Peter Ovtcharov (Пётр Сергеевич Овчаров; born 31 December 1981 in Leningrad) is a Russian classical pianist and composer currently residing in Seoul, South Korea. He studied at the Universität Mozarteum Salzburg with German teacher Karl-Heinz Kämmerling and won several prizes and awards, including the Second Prize at the International Vladimir Krainev Competition in Kharkiv, Ukraine (1992), Silver Medaille at the 3rd International Tchaikovsky Competition for Young Musicians (ex aequo with Korean pianist Son Yeol-Eum, 1997), the First Prize at the National Austrian competition "Gradus ad Parnassum" (2004), Silvio Bengalli Piano Prize (Italy, 2004) and the Third Prize at the International Beethoven Competition in Vienna (2005). In 2006, he received the Luitpold Prize of the Year from the prestigious German festival "Kissinger Sommer".

== Teaching ==

Recently, Peter Ovtcharov is a Professor of Yonsei University.

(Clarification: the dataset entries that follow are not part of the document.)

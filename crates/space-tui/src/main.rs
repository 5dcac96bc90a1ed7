mod action;
mod app;
mod mpv;
mod page;
mod pages;
mod theme;
mod widgets;

use std::time::Duration;

use tokio::sync::mpsc;

use space_core::catalog::CatalogClient;
use space_core::config::Config;
use space_core::platform;
use space_core::playback::{AmbientPlayback, SilentOutput};
use space_core::store::{JsonFileStore, MemoryStore, SelectionStore};
use space_core::AmbientSession;

#[tokio::main]
async fn main() -> anyhow::Result<()> {
    let data_dir = platform::data_dir();
    let data_dir_ok = match std::fs::create_dir_all(&data_dir) {
        Ok(()) => true,
        Err(e) => {
            eprintln!("safe-space: cannot create {}: {}", data_dir.display(), e);
            false
        }
    };

    let log_path = if data_dir_ok {
        data_dir.join("safe-space.log")
    } else {
        platform::temp_dir().join("safe-space.log")
    };
    let log_file = std::fs::OpenOptions::new()
        .create(true)
        .append(true)
        .open(&log_path)?;

    // Allow RUST_LOG override; keep connection-level DEBUG from the HTTP
    // client internals out of the log.
    let log_filter = std::env::var("RUST_LOG")
        .unwrap_or_else(|_| "debug,hyper_util=warn,reqwest=warn,hyper=warn".to_string());
    tracing_subscriber::fmt()
        .with_writer(log_file)
        .with_env_filter(log_filter.as_str())
        .with_ansi(false)
        .init();

    eprintln!("safe-space log: {}", log_path.display());
    tracing::info!("safe-space starting…");

    // ── Load config ──────────────────────────────────────────────────────────
    let config = Config::load().unwrap_or_else(|e| {
        tracing::warn!("config: {}; using defaults", e);
        Config::default()
    });

    // ── Durable store ────────────────────────────────────────────────────────
    let store = if data_dir_ok {
        SelectionStore::new(JsonFileStore::open(&config.storage.file))
    } else {
        tracing::warn!("store: data directory unavailable, selections last this run only");
        SelectionStore::new(MemoryStore::new())
    };

    // ── Audio output ─────────────────────────────────────────────────────────
    let (playback, audio_task) = match platform::find_mpv_binary() {
        Some(bin) => {
            tracing::info!("audio: using {}", bin.display());
            let (output, task) = mpv::MpvOutput::spawn(bin, config.playback.mpv_volume());
            (AmbientPlayback::new(output), Some(task))
        }
        None => {
            tracing::warn!("audio: mpv not found, background sounds are disabled");
            (
                AmbientPlayback::new(SilentOutput::new("mpv not found")),
                None,
            )
        }
    };

    let session = AmbientSession::new(store, playback);
    let catalog = CatalogClient::new(config.providers.clone());

    // ── Run TUI ──────────────────────────────────────────────────────────────
    let (tx, rx) = mpsc::channel::<app::AppMessage>(256);
    let app = app::App::new(session, catalog, config.search.clone(), tx);
    let result = app.run(rx).await;

    // The session (and with it the audio output) is gone; let mpv shut down.
    if let Some(task) = audio_task {
        if tokio::time::timeout(Duration::from_secs(2), task).await.is_err() {
            tracing::warn!("audio: player did not shut down in time");
        }
    }

    result
}
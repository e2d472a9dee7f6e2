//! Boxbreak Core — the consolidation-breakout replay engine.
//!
//! This crate contains the heart of the backtester:
//! - Domain types (bars, the validated series, trades, equity samples)
//! - Windowed indicators (SMA, ATR, RSI)
//! - Consolidation detection and raw breakout signals
//! - The filter pipeline (8 filter kinds behind one trait)
//! - Stop/target calculation (box-range or ATR)
//! - The single-position trade lifecycle and the bar-by-bar replay loop
//!
//! A replay is strictly sequential and deterministic: identical input
//! and parameters always produce identical trades and equity. The only
//! forward-looking read in the whole crate is the false-breakout
//! confirmation filter's bounded scan.

pub mod config;
pub mod detector;
pub mod domain;
pub mod engine;
pub mod filters;
pub mod indicators;
pub mod signal;
pub mod stops;

pub use config::{ConfigError, IntrabarPolicy, ParameterSet, StopMode};
pub use detector::{ConsolidationBox, ConsolidationDetector};
pub use domain::{Bar, BarSeries, EquitySample, ExitReason, InputError, Side, TradeRecord};
pub use engine::{run, RunReport};

#[cfg(test)]
mod tests {
    use super::*;

    /// Compile-time check: the types crossing the sweep's thread
    /// boundary are Send + Sync, so parallel runs need no synchronization.
    #[allow(dead_code)]
    fn assert_send_sync() {
        fn require_send<T: Send>() {}
        fn require_sync<T: Sync>() {}

        require_send::<domain::Bar>();
        require_sync::<domain::Bar>();
        require_send::<domain::BarSeries>();
        require_sync::<domain::BarSeries>();
        require_send::<domain::TradeRecord>();
        require_sync::<domain::TradeRecord>();
        require_send::<domain::EquitySample>();
        require_sync::<domain::EquitySample>();

        require_send::<config::ParameterSet>();
        require_sync::<config::ParameterSet>();

        require_send::<detector::ConsolidationBox>();
        require_sync::<detector::ConsolidationBox>();

        require_send::<engine::RunReport>();
        require_sync::<engine::RunReport>();

        require_send::<filters::FilterDecision>();
        require_sync::<filters::FilterDecision>();
        require_send::<filters::FilterPipeline>();
        require_sync::<filters::FilterPipeline>();
    }

    /// Architecture contract: filters see market data only.
    ///
    /// The `SignalFilter` trait signature takes a `FilterContext` of
    /// bars, index, side, and box — no balance, no position, no other
    /// filters' verdicts. If the trait ever grows state access, this
    /// documents what broke.
    #[test]
    fn filter_trait_sees_market_data_only() {
        fn _check_trait_object_builds(
            filter: &dyn filters::SignalFilter,
            ctx: &filters::FilterContext<'_>,
        ) -> bool {
            filter.evaluate(ctx)
        }
    }
}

He is giving numerous concerts, masterclasses and lectures in Europe and Asia.

== Composition ==

His compositions include works for piano solo (released 2021 as an album), chamber music, as well the symphonic poem "The Battle".

== Discography ==

- Rachmaninoff Etudes-Tableaux (Complete) (2003, ram Germany)
- Chopin Mazurkas (Complete) (2006, ram Germany, 2 CD)
- Rabl, Zemlinsky: Trios and Quartets with Eggner, Zimper, Suklar (2020, Gramola 99228)
- Peter Ovtcharov. Piano Works (Davidsbündler 21 Records, 2021)

== Family ==

His father is a notable Russian movie director and scriptwriter Sergei Ovtcharov, winner of numerous international prizes, including Golden Bear at the Berlin Film Festival and nominations for the Palme d'Or in Cannes Film Festival.